The first report on the treatment of chronic uremia by intermittent hemodialysis by Scriber in 1960 identified already the main problems in treating CKD 5 D patients [12]. Aside from anemia, sodium and fluid overload as well as hypertension Scribner et al. describe “increased fatigability, muscle cramps, irritability and lethargy” as symptoms of uremia. Sufficient intensity of dialysis in the first two chronic hemodialysis patients lead to a situation in which “neither patient has yet shown the relentless loss of weight and the mental deterioration which has been encountered in the past when less intensive dialysis therapy was employed”. This description epitomizes that at least some of the alterations in cognitive function in uremia are reversible in nature and could be due to the accumulation of uremic toxins.

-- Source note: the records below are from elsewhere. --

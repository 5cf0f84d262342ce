mod common;
use crate::common::builders::{TaskBuilder, project_of, reference_project};
use crate::common::{TestResult, init_tracing};

use std::time::{Duration, Instant};

use slotplan::domain::{Project, TaskIdx, Worker};
use slotplan::engine::{Phase, ScheduleSession, SessionOptions};
use slotplan::report::Schedule;
use slotplan::errors::SlotplanError;
use slotplan::solver::{SolveStatus, SolverOptions};
use slotplan::types::{CompletionEncoding, ObjectiveKind};

/// `a` (w0, 2 slots) and `b` (w1, 2 slots) feed `c` (w0, 1 slot).
fn fan_in() -> Project {
    let w0 = Worker::new("w0", "*");
    let w1 = Worker::new("w1", "-");
    project_of(vec![
        TaskBuilder::new("a", "", 2).worker(w0.clone()).output("ra").build(),
        TaskBuilder::new("b", "", 2).worker(w1).output("rb").build(),
        TaskBuilder::new("c", "", 1)
            .worker(w0)
            .input("ra")
            .input("rb")
            .build(),
    ])
}

fn solve(project: Project, objective: ObjectiveKind, options: SessionOptions) -> TestResult<Schedule> {
    let mut session = ScheduleSession::with_options(project, options);
    session.resolve_dependencies()?;
    session.initialize_solver("microlp", objective)?;
    let status = session.solve()?;
    assert!(status.is_success());
    Ok(session.schedule()?)
}

fn assert_feasible(project: &Project, schedule: &Schedule) {
    for j in project.task_indices() {
        assert_eq!(
            schedule.work_on(j).len(),
            project.duration_slots(j),
            "task {} got the wrong number of slots",
            project.task(j).id
        );
        for k in schedule.work_on(j) {
            assert_eq!(schedule.task_row(j)[k], Some(project.owner_of(j)));
        }
    }
    for i in project.worker_indices() {
        for k in 0..schedule.horizon() {
            let busy = project
                .task_indices()
                .filter(|&j| schedule.task_row(j)[k] == Some(i))
                .count();
            assert!(busy <= 1, "worker {} double-booked in slot {}", project.worker(i).id, k);
        }
    }
}

#[test]
fn fan_in_schedule_is_tight() -> TestResult {
    init_tracing();

    let project = fan_in();
    let schedule = solve(project.clone(), ObjectiveKind::WeightedSlot, SessionOptions::default())?;

    assert_feasible(&project, &schedule);
    assert_eq!(schedule.work_on(TaskIdx(0)), [0, 1]);
    assert_eq!(schedule.work_on(TaskIdx(1)), [0, 1]);
    assert_eq!(schedule.work_on(TaskIdx(2)), [2]);
    assert_eq!(schedule.makespan(), 3);

    let lines = schedule.render_tasks(&project);
    assert_eq!(lines, ["a  **   ", "b  --   ", "c    *  "]);
    Ok(())
}

#[test]
fn shared_worker_runs_tasks_one_at_a_time() -> TestResult {
    let project = project_of(vec![
        TaskBuilder::new("x", "w", 2).build(),
        TaskBuilder::new("y", "w", 1).build(),
    ]);
    let schedule = solve(project.clone(), ObjectiveKind::WeightedSlot, SessionOptions::default())?;

    assert_feasible(&project, &schedule);
    assert_eq!(schedule.makespan(), 3);
    Ok(())
}

#[test]
fn makespan_objective_reports_the_last_busy_slot() -> TestResult {
    let mut session = ScheduleSession::new(fan_in());
    session.resolve_dependencies()?;
    session.initialize_solver("microlp", ObjectiveKind::Makespan)?;
    session.solve()?;

    let y = session.makespan_value()?.ok_or("makespan missing")?;
    assert!((y - 2.0).abs() < 1e-6, "got {y}");

    let schedule = session.schedule()?;
    assert_feasible(session.project(), &schedule);
    assert_eq!(schedule.first_slot(TaskIdx(2)), Some(2));
    Ok(())
}

#[test]
fn two_sided_completion_gives_the_same_tight_schedule() -> TestResult {
    let options = SessionOptions {
        completion: CompletionEncoding::TwoSided,
        ..SessionOptions::default()
    };
    let one = solve(fan_in(), ObjectiveKind::WeightedSlot, SessionOptions::default())?;
    let two = solve(fan_in(), ObjectiveKind::WeightedSlot, options)?;

    assert_eq!(one, two);
    Ok(())
}

#[test]
fn independent_sessions_agree() -> TestResult {
    let first = solve(fan_in(), ObjectiveKind::WeightedSlot, SessionOptions::default())?;
    let second = solve(fan_in(), ObjectiveKind::WeightedSlot, SessionOptions::default())?;

    assert_eq!(first, second);
    Ok(())
}

#[test]
fn generous_time_limit_still_solves() -> TestResult {
    let options = SessionOptions {
        solver: SolverOptions {
            time_limit: Some(Duration::from_secs(60)),
        },
        ..SessionOptions::default()
    };
    let mut session = ScheduleSession::with_options(fan_in(), options);
    session.resolve_dependencies()?;
    session.initialize_solver("default", ObjectiveKind::WeightedSlot)?;

    assert_eq!(session.solve()?, SolveStatus::Optimal);
    Ok(())
}

#[test]
fn tight_time_limit_stops_the_search() -> TestResult {
    init_tracing();

    let options = SessionOptions {
        solver: SolverOptions {
            time_limit: Some(Duration::from_millis(50)),
        },
        ..SessionOptions::default()
    };
    let mut session = ScheduleSession::with_options(reference_project(), options);
    session.resolve_dependencies()?;
    session.initialize_solver("microlp", ObjectiveKind::WeightedSlot)?;

    let started = Instant::now();
    let result = session.solve();
    assert!(
        started.elapsed() < Duration::from_secs(10),
        "solve ignored its time limit ({:?})",
        started.elapsed()
    );

    match result {
        Err(SlotplanError::SolveFailed(SolveStatus::NotSolved)) => {
            assert_eq!(session.phase(), Phase::Failed);
        }
        Ok(SolveStatus::Feasible) | Ok(SolveStatus::Optimal) => {
            let schedule = session.schedule()?;
            assert_feasible(session.project(), &schedule);
        }
        other => panic!("Expected NotSolved or a usable solution, got: {:?}", other),
    }
    Ok(())
}

// Heavy: 56 slots, ~1.3k binaries. Run with `cargo test -- --ignored`.
#[test]
#[ignore]
fn reference_project_respects_precedence() -> TestResult {
    init_tracing();

    let project = reference_project();
    let schedule = solve(project.clone(), ObjectiveKind::WeightedSlot, SessionOptions::default())?;
    assert_feasible(&project, &schedule);

    // task 1 alone takes 24 slots, so does the chain 0 -> 2 -> 3 -> 4
    let t5 = project.task_index("task 5").ok_or("task 5 missing")?;
    assert!(schedule.first_slot(t5) >= Some(24));
    assert!(schedule.makespan() >= 32);

    for (producer, consumer) in [
        ("task 0", "task 2"),
        ("task 2", "task 3"),
        ("task 3", "task 4"),
        ("task 1", "task 5"),
        ("task 4", "task 5"),
    ] {
        let p = project.task_index(producer).ok_or("producer missing")?;
        let c = project.task_index(consumer).ok_or("consumer missing")?;
        assert!(schedule.finish_slot(p) <= schedule.first_slot(c));
    }
    Ok(())
}
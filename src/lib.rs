// src/lib.rs

pub mod cli;
pub mod compiler;
pub mod config;
pub mod dag;
pub mod domain;
pub mod engine;
pub mod errors;
pub mod logging;
pub mod report;
pub mod solver;
pub mod types;

use std::path::PathBuf;

use anyhow::{Context, Result};
use tracing::{debug, info};

use crate::cli::CliArgs;
use crate::config::loader::{default_project_path, load_and_validate};
use crate::dag::DependencyGraph;
use crate::domain::Project;
use crate::engine::ScheduleSession;
use crate::types::ReportView;

/// High-level entry point used by `main.rs`.
///
/// This wires together:
/// - project file loading and validation
/// - dependency resolution
/// - model compilation on the selected backend
/// - solving and printing the requested view
pub fn run(args: CliArgs) -> Result<()> {
    let project_path = args
        .project
        .as_deref()
        .map(PathBuf::from)
        .unwrap_or_else(default_project_path);
    let file = load_and_validate(&project_path)
        .with_context(|| format!("loading {}", project_path.display()))?;
    let project = file.build_project()?;

    if args.dry_run {
        let graph = DependencyGraph::build(&project)?;
        print_dry_run(&project, &graph);
        return Ok(());
    }

    let backend = args.backend.as_deref().unwrap_or(&file.solver.backend);
    let objective = args.objective.unwrap_or(file.solver.objective);
    info!(backend, ?objective, path = %project_path.display(), "scheduling project");

    let mut session = ScheduleSession::with_options(project, file.session_options());
    session.resolve_dependencies()?;
    session.initialize_solver(backend, objective)?;
    let status = session.solve()?;
    debug!(?status, "solve finished");

    if matches!(args.view, ReportView::Tasks | ReportView::Both) {
        for line in session.tasks_activity()? {
            println!("{line}");
        }
    }
    if args.view == ReportView::Both {
        println!();
    }
    if matches!(args.view, ReportView::Workers | ReportView::Both) {
        for line in session.workers_activity()? {
            println!("{line}");
        }
    }

    let schedule = session.schedule()?;
    info!(makespan = schedule.makespan(), horizon = schedule.horizon(), "schedule ready");
    Ok(())
}

/// Simple dry-run output: tasks, owners, slot counts and dependencies.
fn print_dry_run(project: &Project, graph: &DependencyGraph) {
    println!("slotplan dry-run");
    println!("  time_unit = {:?}", project.time_unit());
    println!("  duration_policy = {:?}", project.duration_policy());
    println!("  horizon = {} slots", project.horizon());
    println!();

    println!("tasks ({}):", project.task_count());
    for j in graph.topological_order() {
        let task = project.task(*j);
        println!("  - {}", task.id);
        println!("      worker: {}", task.worker.id);
        println!("      slots: {}", project.duration_slots(*j));
        let deps = graph.dependencies_of(*j);
        if !deps.is_empty() {
            let names: Vec<&str> = deps.iter().map(|&d| project.task(d).id.as_str()).collect();
            println!("      after: {:?}", names);
        }
    }

    debug!("dry-run complete (no solve)");
}
#![allow(dead_code, unused_imports)]

pub use slotplan_test_utils::{builders, init_tracing, recording_solver};

use std::error::Error;

pub type TestResult<T = ()> = Result<T, Box<dyn Error>>;
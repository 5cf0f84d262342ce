// src/domain/resource.rs

/// A typed artefact produced by at most one task and consumed by any number.
#[derive(Debug, Clone, PartialEq, Eq, Hash)]
pub struct Resource {
    pub id: String,
    /// Free-form type label; empty when not given.
    pub kind: String,
}

impl Resource {
    pub fn new(id: impl Into<String>) -> Self {
        Self {
            id: id.into(),
            kind: String::new(),
        }
    }

    pub fn with_kind(mut self, kind: impl Into<String>) -> Self {
        self.kind = kind.into();
        self
    }
}
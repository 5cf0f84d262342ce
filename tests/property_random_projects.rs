mod common;
use crate::common::builders::{TaskBuilder, project_of};
use crate::common::recording_solver::RecordingSolver;

use std::collections::BTreeSet;

use proptest::prelude::*;
use slotplan::compiler;
use slotplan::dag::DependencyGraph;
use slotplan::domain::{Project, TaskIdx};
use slotplan::engine::ScheduleSession;
use slotplan::solver::MipSolver;
use slotplan::types::{CompletionEncoding, ObjectiveKind};

// Strategy to generate a valid resource-linked project.
// Acyclic by construction: task N may only consume outputs of tasks 0..N-1.
fn project_strategy(max_tasks: usize, max_workers: usize) -> impl Strategy<Value = Project> {
    (1..=max_tasks).prop_flat_map(move |num_tasks| {
        (
            proptest::collection::vec(0..max_workers, num_tasks),
            proptest::collection::vec(1..=3u64, num_tasks),
            proptest::collection::vec(
                proptest::collection::vec(any::<usize>(), 0..num_tasks),
                num_tasks,
            ),
        )
            .prop_map(move |(workers, durations, raw_inputs)| {
                let tasks = (0..num_tasks)
                    .map(|n| {
                        let mut b = TaskBuilder::new(
                            &format!("task_{n}"),
                            &format!("worker_{}", workers[n]),
                            durations[n],
                        )
                        .output(&format!("out_{n}"));
                        let inputs: BTreeSet<usize> = if n == 0 {
                            BTreeSet::new()
                        } else {
                            raw_inputs[n].iter().map(|r| r % n).collect()
                        };
                        for i in inputs {
                            b = b.input(&format!("out_{i}"));
                        }
                        b.build()
                    })
                    .collect();
                project_of(tasks)
            })
    })
}

proptest! {
    #[test]
    fn ancestors_only_point_backwards(project in project_strategy(12, 3)) {
        let graph = DependencyGraph::build(&project).unwrap();

        for j in project.task_indices() {
            for &a in graph.ancestors(j) {
                prop_assert!(a < j);
            }
            for d in graph.dependencies_of(j) {
                prop_assert!(graph.ancestors(j).contains(&d));
            }
        }
        prop_assert!(graph.roots().contains(&TaskIdx(0)));
    }

    #[test]
    fn model_size_follows_project_shape(project in project_strategy(8, 3)) {
        let graph = DependencyGraph::build(&project).unwrap();
        let mut solver = RecordingSolver::new();
        let model = compiler::compile(&project, Some(&graph), &mut solver, CompletionEncoding::OneSided);

        let (w, t, s) = (project.worker_count(), project.task_count(), project.horizon());
        let with_ancestors = project
            .task_indices()
            .filter(|&j| !graph.ancestors(j).is_empty())
            .count();

        prop_assert_eq!(model.stats.work_vars, w * t * s);
        prop_assert_eq!(model.stats.owner_pins, (w * t - t) * s);
        prop_assert_eq!(model.stats.precedence, with_ancestors * s * w);
        prop_assert_eq!(solver.num_constraints(), model.stats.constraints());
    }
}

proptest! {
    #![proptest_config(ProptestConfig::with_cases(16))]

    // Heavy: real solves. Run with `cargo test -- --ignored`.
    #[test]
    #[ignore]
    fn solved_schedules_respect_durations_and_precedence(project in project_strategy(4, 2)) {
        let mut session = ScheduleSession::new(project.clone());
        session.resolve_dependencies().unwrap();
        session.initialize_solver("microlp", ObjectiveKind::WeightedSlot).unwrap();
        session.solve().unwrap();
        let schedule = session.schedule().unwrap();
        let graph = session.graph().unwrap();

        for j in project.task_indices() {
            prop_assert_eq!(schedule.work_on(j).len(), project.duration_slots(j));
            for &a in graph.ancestors(j) {
                prop_assert!(schedule.finish_slot(a) <= schedule.first_slot(j));
            }
        }
    }
}
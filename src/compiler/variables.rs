// src/compiler/variables.rs

use crate::domain::{TaskIdx, WorkerIdx};
use crate::solver::VarHandle;

/// Handles of the time-indexed decision variables.
///
/// - `work[i,j,k]`: worker i is busy on task j during slot k.
/// - `complete[j,k]`: task j finished strictly before slot k.
///
/// Stored flat, worker-major then task then slot, over the full
/// workers × tasks × slots cube.
#[derive(Debug, Clone)]
pub struct ModelVars {
    workers: usize,
    tasks: usize,
    slots: usize,
    work: Vec<VarHandle>,
    complete: Vec<VarHandle>,
}

impl ModelVars {
    pub(crate) fn new(
        workers: usize,
        tasks: usize,
        slots: usize,
        work: Vec<VarHandle>,
        complete: Vec<VarHandle>,
    ) -> Self {
        debug_assert_eq!(work.len(), workers * tasks * slots);
        debug_assert_eq!(complete.len(), tasks * slots);
        Self {
            workers,
            tasks,
            slots,
            work,
            complete,
        }
    }

    pub fn workers(&self) -> usize {
        self.workers
    }

    pub fn tasks(&self) -> usize {
        self.tasks
    }

    pub fn slots(&self) -> usize {
        self.slots
    }

    pub fn work(&self, worker: WorkerIdx, task: TaskIdx, slot: usize) -> VarHandle {
        self.work[(worker.0 * self.tasks + task.0) * self.slots + slot]
    }

    pub fn complete(&self, task: TaskIdx, slot: usize) -> VarHandle {
        self.complete[task.0 * self.slots + slot]
    }

    /// Every `(i, j, k, work[i,j,k])`, in storage order.
    pub fn work_cells(&self) -> impl Iterator<Item = (WorkerIdx, TaskIdx, usize, VarHandle)> + '_ {
        self.work.iter().enumerate().map(move |(n, &var)| {
            let slot = n % self.slots;
            let task = (n / self.slots) % self.tasks;
            let worker = n / (self.slots * self.tasks);
            (WorkerIdx(worker), TaskIdx(task), slot, var)
        })
    }
}
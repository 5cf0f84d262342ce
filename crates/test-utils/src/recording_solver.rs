use std::collections::HashMap;
use std::sync::{Arc, Mutex};

use slotplan::errors::{Result, SlotplanError};
use slotplan::solver::{LinearExpr, MipSolver, Relation, SolveStatus, VarHandle};

/// One `int_var` call.
#[derive(Debug, Clone, PartialEq)]
pub struct RecordedVar {
    pub lower: f64,
    pub upper: f64,
    pub label: String,
}

/// One `add_constraint` call.
#[derive(Debug, Clone)]
pub struct RecordedConstraint {
    pub lhs: LinearExpr,
    pub relation: Relation,
    pub rhs: LinearExpr,
}

/// Everything a `RecordingSolver` was asked to do.
#[derive(Debug, Default)]
pub struct SolverLog {
    pub vars: Vec<RecordedVar>,
    pub constraints: Vec<RecordedConstraint>,
    pub objective: Option<LinearExpr>,
    pub solve_calls: usize,
}

impl SolverLog {
    pub fn var_named(&self, label: &str) -> Option<VarHandle> {
        self.vars.iter().position(|v| v.label == label).map(VarHandle)
    }
}

/// A fake backend that:
/// - records variables, constraints and the objective into a shared log
/// - reports a preset status from `solve`
/// - serves preset values (0.0 for anything not set) once "solved".
pub struct RecordingSolver {
    log: Arc<Mutex<SolverLog>>,
    outcome: SolveStatus,
    status: SolveStatus,
    values: HashMap<String, f64>,
}

impl RecordingSolver {
    /// Reports `Optimal` with all values 0.
    pub fn new() -> Self {
        Self::with_outcome(SolveStatus::Optimal)
    }

    pub fn with_outcome(outcome: SolveStatus) -> Self {
        Self {
            log: Arc::new(Mutex::new(SolverLog::default())),
            outcome,
            status: SolveStatus::NotSolved,
            values: HashMap::new(),
        }
    }

    /// Value served for the variable labelled `label` after solving.
    pub fn with_value(mut self, label: &str, value: f64) -> Self {
        self.values.insert(label.to_string(), value);
        self
    }

    /// Shared handle to the log; stays valid after the solver is boxed.
    pub fn log(&self) -> Arc<Mutex<SolverLog>> {
        Arc::clone(&self.log)
    }
}

impl Default for RecordingSolver {
    fn default() -> Self {
        Self::new()
    }
}

impl MipSolver for RecordingSolver {
    fn backend_name(&self) -> &str {
        "recording"
    }

    fn int_var(&mut self, lower: f64, upper: f64, label: &str) -> VarHandle {
        let mut log = self.log.lock().unwrap();
        log.vars.push(RecordedVar {
            lower,
            upper,
            label: label.to_string(),
        });
        VarHandle(log.vars.len() - 1)
    }

    fn add_constraint(&mut self, lhs: LinearExpr, relation: Relation, rhs: LinearExpr) {
        self.log
            .lock()
            .unwrap()
            .constraints
            .push(RecordedConstraint { lhs, relation, rhs });
    }

    fn set_objective_minimize(&mut self, objective: LinearExpr) {
        self.log.lock().unwrap().objective = Some(objective);
    }

    fn solve(&mut self) -> SolveStatus {
        self.log.lock().unwrap().solve_calls += 1;
        self.status = self.outcome;
        self.status
    }

    fn status(&self) -> SolveStatus {
        self.status
    }

    fn value_of(&self, var: VarHandle) -> Result<f64> {
        if !self.status.is_success() {
            return Err(SlotplanError::ProblemNotSolved);
        }
        let log = self.log.lock().unwrap();
        let label = &log.vars[var.0].label;
        Ok(self.values.get(label).copied().unwrap_or(0.0))
    }

    fn num_variables(&self) -> usize {
        self.log.lock().unwrap().vars.len()
    }

    fn num_constraints(&self) -> usize {
        self.log.lock().unwrap().constraints.len()
    }
}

To our knowledge we report for the first time a sequential examination of a patient in severe uremia using an extensive state of the art battery of neurocognitive tests. A widespread armentarium has previously only been employed in a cross-sectional study of chronic hemodialysis patients [13]. A study comparing the effect of acute removal of uremic toxins has to our knowledge so far not been conducted. Bae and Park compared Contingent Negative Variation (CNV) recorded with electroencephalogram 1 h before and 1 h after a dialysis session finding no significant difference [14]. The neuropsychological tests (MMSE and TMT) they used were only for a cross-sectional analysis and not to compare pre- and post- dialysis cognitive status. Williams et al. studied patients at intervals of 1, 24, and 67 hours after the last weekly hemodialysis session and found fluctuations in memory and attention with a time dependent increase in impairment after the dialysis session [15]. The very nature of a case report does not allow generalizing the results we obtained in a peculiar case of uremia. Nonetheless we conclude that especially executive functions, which are assumed to be localized in the frontal cerebral regions, are impaired in severe uremia and improve remarkably with the initiation of dialysis treatment.

Consent

Written consent was obtained from the patient for publication of this study. Ethical approval was for reporting this case was obtained from the Medical School Hannover.

Competing interests

The authors declare that they have no competing interests.

Authors’ contributions

SS and AM conducted the neurocognitive testing. OB and JTK were the treating physicians of the patient reported. SS, JTK and RS evaluated the test results. All of the authors have participated in the discussion and in writing of the submitted manuscript. All authors read and approved the final manuscript.